Wooden Stake for CoGeNT

There is a new interesting paper from CDMS that excludes an important region of the parameter space of dark matter models.

First, a short summary of previous episodes. Earlier this year CoGeNT made a claim of possible detection of dark matter. CoGeNT is a relatively small dark matter experiment using a germanium detector located in the Soudan mine. The spectrum of events they registered during the first months of operation is consistent with scattering of dark matter particles with the mass of order 10 GeV and the cross section on nucleons of order 10^-40cm2. Dark matter in this mass ballpark could also fit 1) the long-standing DAMA modulation signal, 2) the 2 events observed by CDMS last year, and 3) the oxygen band excess reported by the CRESST experiment. These developments came somewhat unexpected to most of us, as the dominant theoretical prejudice would place dark matter at a somewhat heavier scale, 100 GeV or so. Following this prejudice, the majority of dark matter experiments were optimizing their search strategies for the weak scale dark matter, neglecting the light mass region. The typical recoil resulting from a 10 GeV particle scattering in a detector would be too small to pass the threshold set by most experiments. The advantage of CoGeNT is a very low energy threshold, 0.4 keV in ionization energy translating to about 2 keV true recoil energy. This is the key reason why they could achieve a better sensitivity for light dark matter than the big guys in the detection business such as the CDMS and Xenon collaborations whose analysis threshold had been higher.

Nevertheless, the big guys didn't despair, but have worked toward improving sensitivity in the CoGeNT region. First came Xenon100. Using their early data they were able exclude the region of the parameter space consistent with the CoGeNT signal. The precise extent of their exclusion region is however controversial, because it strongly depends on poorly measured scintillation efficiency in xenon at low recoil energies, the so-called Leff parameter. Using more conservative assumptions about Leff, some of the CoGeNT parameter space remains allowed. Furthermore, the limits on light dark matter critically depend on certain unknown properties of dark matter, such as its velocity distribution in our galaxy; changing some assumptions could result in an enhanced event rate in a germaniun detector as compared to a xenon detector. For all these reasons, the Xenon100 exclusion was not considered conclusive.

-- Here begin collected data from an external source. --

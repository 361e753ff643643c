//! # teachql-core
//!
//! The query execution core of a teaching-grade relational database
//! engine: a value/type system, an expression tree, a columnar tuple
//! batch abstraction, a statement binder, a logical plan generator, a
//! physical plan generator, and the physical operator runtime that
//! drives it all - both a row-at-a-time Volcano pipeline and a
//! chunk-at-a-time vectorized one. Everything below the [`storage`]
//! module's traits (buffer pool, B+-tree index, record-file handler,
//! write-ahead log, MVCC) is out of scope; a small in-memory stand-in
//! (`storage::memory`) is included only so the pipeline can be exercised
//! without a real storage engine behind it.
//!
//! ## Pipeline
//!
//! ```text
//! StatementSql (parsed, out of scope)
//!     ↓ [statement::binder::bind_statement]
//! Statement                              - names resolved, types checked
//!     ↓ [logical::generate_logical_plan]  (DDL dispatched via `ddl` instead)
//! LogicalPlan                            - FROM trees reduced to left-deep joins
//!     ↓ [physical::generate_physical_plan]
//! Box<dyn PhysicalOperator>              - open/next/close, pulled to completion
//! ```
//!
//! [`execute_statement`] drives the whole pipeline for one parsed
//! statement and hands back a [`QueryResult`].

pub mod ast;
pub mod catalog;
pub mod config;
pub mod ddl;
pub mod error;
pub mod expr;
pub mod logical;
pub mod physical;
pub mod statement;
pub mod storage;
pub mod tuple;
pub mod value;

pub use catalog::{Catalog, SharedTable};
pub use config::Config;
pub use error::{Error, Result};
pub use statement::Statement;
pub use value::{AttrType, Value};

use ast::StatementSql;
use physical::PhysicalOperator;
use storage::Trx;
use tuple::Tuple;

/// What a driven statement hands back: for `SELECT`/`CALC`/`EXPLAIN`,
/// the projected rows; for `INSERT`/`UPDATE`/`DELETE`/DDL, an empty row
/// set (the affected-row count is available from the statement's own
/// operator state today, not surfaced here).
#[derive(Debug, Clone, Default, PartialEq)]
pub struct QueryResult {
    pub rows: Vec<Vec<Value>>,
}

impl QueryResult {
    fn empty() -> Self {
        QueryResult { rows: Vec::new() }
    }
}

/// Binds, plans and runs one parsed statement to completion.
///
/// DDL (`CREATE`/`DROP TABLE`/`INDEX`) is still bound - so malformed DDL
/// is rejected the same way as any other statement - but then dispatched
/// straight to [`ddl`] against the catalog rather than lowered into a
/// logical/physical plan, matching the non-goal recorded on
/// [`logical::generate_logical_plan`].
pub fn execute_statement(ast: StatementSql, catalog: &mut Catalog, trx: &mut dyn Trx) -> Result<QueryResult> {
    let stmt = statement::binder::bind_statement(ast, catalog)?;
    match &stmt {
        Statement::CreateTable(node) => {
            ddl::create_table(catalog, node)?;
            Ok(QueryResult::empty())
        }
        Statement::DropTable(name) => {
            ddl::drop_table(catalog, name)?;
            Ok(QueryResult::empty())
        }
        Statement::CreateIndex(node) => {
            ddl::create_index(catalog, node)?;
            Ok(QueryResult::empty())
        }
        Statement::DropIndex { table, index_name } => {
            ddl::drop_index(catalog, table, index_name)?;
            Ok(QueryResult::empty())
        }
        _ => run_bound_statement(stmt, catalog, trx),
    }
}

fn run_bound_statement(stmt: Statement, catalog: &Catalog, trx: &mut dyn Trx) -> Result<QueryResult> {
    let plan = logical::generate_logical_plan(&stmt, catalog)?;
    let mut op = physical::generate_physical_plan(plan, catalog)?;
    trx.start_if_need()?;
    let rows = drive_to_completion(op.as_mut(), trx);
    op.close()?;
    let rows = rows?;
    Ok(QueryResult { rows })
}

/// Pulls `op` via `open`/`next`/`current_tuple` until it signals
/// `RecordEof`, collecting every yielded tuple's cells as plain
/// `Value`s. A genuine (non-eof) error is returned without the caller
/// needing to special-case the sentinel itself.
fn drive_to_completion(op: &mut dyn PhysicalOperator, trx: &dyn Trx) -> Result<Vec<Vec<Value>>> {
    op.open(trx)?;
    let mut rows = Vec::new();
    loop {
        match op.next(trx) {
            Ok(()) => rows.push(tuple_values(&op.current_tuple()?)?),
            Err(e) if e.is_eof() => return Ok(rows),
            Err(e) => return Err(e),
        }
    }
}

fn tuple_values(tuple: &Tuple) -> Result<Vec<Value>> {
    (0..tuple.cell_num()).map(|i| tuple.cell_at(i)).collect()
}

Now the situation is clarified when the CDMS collaboration has recycled their old data so as to improve sensitivity for light dark matter. They lowered their recoil energy threshold down to 2 keV (as compared to 10 keV in their previous analysis). Lowering the threshold comes with the price, as at such low recoil CDMS cannot use the phonon timing cuts to better differentiate nuclear recoils (expected from dark matter scattering events) from electron recoils produced by all sorts of pesky backgrounds. The discriminating variable that remains available is the ionization yield (nuclear recoils typically produce small ionization, in a well-defined band) but that is not enough to get rid all of the events, see the plot above. Thus, whereas previous CDMS searches were expecting less than 1 background event, the new analysis has to deal with hundreds. Still, the dark matter cross section on nucleons that would be consistent with the CoGeNT signal would produce many more events than CDMS has observed. Assuming that all observed events come from dark matter (this is very conservative, as they are able to assign these events to known sources, such as surface events or noise) allows them to set pretty tight limits on the cross section in the low mass, see the solid black line in the upper plot. The CoGeNT region (shaded blue) is now comfortably excluded.

CDMS uses the the same germanium target as CoGeNT, so even theorists may find it hard to come with an explanation how dark matter could produce a signal in one and not in the other. Therefore it seems safe to pronounce the CoGeNT signal dead. Too bad. However the dark matter detection business regularly produces new entertainment; maybe the much-expected soon-to-come one-year Xenon100 results will provide us some?